Cambodia is facing different difficulties and hurdles as the Kingdom makes steady progress towards development. Perhaps the most challenging of these obstacles is regulating traffic for a staggering 1.4 million registered vehicles.

Nearly 80 per cent of traffic accidents involve motorbikes. There are fatalities in over 70 per cent of those accidents, usually resulting from head injury.

Handicap International Belgium calculated that these traffic accidents cost Cambodia about US$248 million in damages, in 2009 alone.

According to the recent Cambodia National Road Safety Action Plan, four people die every-day from traffic accidents. Fatalities increased doubly over the past five years, and half of traffic accidents can be attributed to speeding while nearly 20 per cent can be attributed to driving while drunk.

The Cambodia National Road Safety Action Plan was implemented in mid-2011 and will measure road safety until 2020. Unlike the first action plan from 2004 to 2010, this action plan is based on international framework.

The three main indicators to measure road safety are the use of helmets and the frequency of both speeding and drink driving.

A major goal of the action plan is to reduce the number of fatalities caused by head injuries by 30 per cent, and increase the rate of helmet use to 85 per cent, by 2020. The government has named this part of the program the Decade of Action for Road Safety.

Though there are strongly enforced rules for wearing a helmet while driving a motorbike, many young Cambodians still won’t wear one. They are afraid of not looking cool on their modern bikes, or messing up their hairstyles. Most people today are only wearing a helmet to avoid a fine; it is not out of concern for their own safety.

Even more, many are disregarding the speed limit set by the law. People are speeding especially at night-time, because there are fewer policemen on the street. The news has been reporting lately that motorbike drivers are speeding into trucks.

Drink driving is another problem we’re faced with on the streets. After a beer-soaked dinner or a booze-fuelled party with friends, people are still hopping on their motorbikes and driving.

Of course, it’s becoming apparent that drivers, even those who aren’t drunk, just don’t pay attention to the road. Some motorbike drivers are talking on the phone or listening to loud music on the radio.

Some others only respect traffic rules if a policeman is around.

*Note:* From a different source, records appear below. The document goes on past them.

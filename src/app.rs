use eframe::egui;

use crate::state::AppState;
use crate::ui::panels;

// ---------------------------------------------------------------------------
// eframe App implementation
// ---------------------------------------------------------------------------

pub struct PhdTrendsApp {
    pub state: AppState,
}

impl PhdTrendsApp {
    pub fn new(state: AppState) -> Self {
        Self { state }
    }
}

impl eframe::App for PhdTrendsApp {
    fn update(&mut self, ctx: &egui::Context, _frame: &mut eframe::Frame) {
        // ---- Top panel: menu bar ----
        egui::TopBottomPanel::top("top_bar").show(ctx, |ui| {
            panels::top_bar(ui, &self.state);
        });

        // ---- Left side panel: graph setup ----
        egui::SidePanel::left("setup_panel")
            .default_width(280.0)
            .resizable(true)
            .show(ctx, |ui| {
                panels::side_panel(ui, &mut self.state);
            });

        // ---- Central panel: banner and charts ----
        egui::CentralPanel::default().show(ctx, |ui| {
            panels::central_panel(ui, &self.state);
        });
    }
}
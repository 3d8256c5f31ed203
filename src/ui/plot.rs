use std::ops::RangeInclusive;

use eframe::egui::{Color32, Frame, RichText, Ui};
use egui_plot::{Bar, BarChart, GridMark, Legend, Plot};

use crate::chart::{BarLayout, ChartSpec};
use crate::color::{PANEL_BACKGROUND, to_color32};
use crate::state::ChartResult;

// ---------------------------------------------------------------------------
// Bar charts (central panel)
// ---------------------------------------------------------------------------

const CHART_HEIGHT: f32 = 320.0;
/// Share of a category slot covered by its bars.
const SLOT_FILL: f64 = 0.8;

/// Render one chart region: subheader, then the bars or the error message.
pub fn chart_section(ui: &mut Ui, id: &str, chart: &ChartResult) {
    let spec = match chart {
        Ok(spec) => spec,
        Err(msg) => {
            ui.label(RichText::new(format!("Error: {msg}")).color(Color32::RED));
            return;
        }
    };

    ui.heading(&spec.title);
    if spec.is_empty() {
        ui.label("Nothing selected.");
    }
    bar_plot(ui, id, spec);
}

/// Draw a [`ChartSpec`] with categories at x = 0, 1, 2, …
pub fn bar_plot(ui: &mut Ui, id: &str, spec: &ChartSpec) {
    let labels = spec.categories.clone();
    let charts = bar_charts(spec);

    let mut plot = Plot::new(id)
        .height(CHART_HEIGHT)
        .x_axis_label(spec.x_label.as_str())
        .y_axis_label(spec.y_label.as_str())
        .x_axis_formatter(move |mark: GridMark, _range: &RangeInclusive<f64>| {
            category_label(&labels, mark.value)
        })
        .allow_drag(false)
        .allow_scroll(false)
        .allow_zoom(false)
        .allow_boxed_zoom(false)
        .include_y(0.0);
    if spec.show_legend() {
        plot = plot.legend(Legend::default());
    }

    let frame = Frame::default().fill(PANEL_BACKGROUND);
    frame.show(ui, |ui: &mut Ui| {
        plot.show(ui, |plot_ui| {
            for chart in charts {
                plot_ui.bar_chart(chart);
            }
        });
    });
}

/// One `BarChart` per series, offset side by side for grouped layouts.
fn bar_charts(spec: &ChartSpec) -> Vec<BarChart> {
    let n_series = spec.series.len().max(1);
    let (width, offsets): (f64, Vec<f64>) = match spec.layout {
        BarLayout::Single => (SLOT_FILL, vec![0.0; n_series]),
        BarLayout::Grouped => {
            let width = SLOT_FILL / n_series as f64;
            let offsets = (0..n_series)
                .map(|i| (i as f64 + 0.5) * width - SLOT_FILL / 2.0)
                .collect();
            (width, offsets)
        }
    };

    spec.series
        .iter()
        .zip(offsets)
        .map(|(series, offset)| {
            let color = to_color32(series.color);
            let bars = series
                .values
                .iter()
                .zip(&spec.categories)
                .enumerate()
                .filter_map(|(i, (value, category))| {
                    let value = (*value)?;
                    Some(
                        Bar::new(i as f64 + offset, value)
                            .width(width)
                            .fill(color)
                            .name(category),
                    )
                })
                .collect();
            BarChart::new(bars).name(&series.name).color(color)
        })
        .collect()
}

/// Axis text for a grid mark: the category at integer positions, nothing
/// between them.
fn category_label(labels: &[String], value: f64) -> String {
    let rounded = value.round();
    if (value - rounded).abs() > 1e-6 || rounded < 0.0 {
        return String::new();
    }
    labels.get(rounded as usize).cloned().unwrap_or_default()
}

#[cfg(test)]
mod tests {
    use super::*;

    #[test]
    fn labels_only_at_category_positions() {
        let labels = vec!["China".to_string(), "India".to_string()];
        assert_eq!(category_label(&labels, 0.0), "China");
        assert_eq!(category_label(&labels, 1.0000001), "India");
        assert_eq!(category_label(&labels, 0.5), "");
        assert_eq!(category_label(&labels, -1.0), "");
        assert_eq!(category_label(&labels, 2.0), "");
    }
}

If no policeman is present, drivers often run through stop lights, drive against traffic and cut through pedestrian walkways, with a complete disregard for traffic law.

As young Cambodians, and as citizens, we need to abide by traffic law for anything to change. We need to value life by driving safely. There’s no reason for the number of fatalities and injuries to be so high, especially when we can make a change so easily.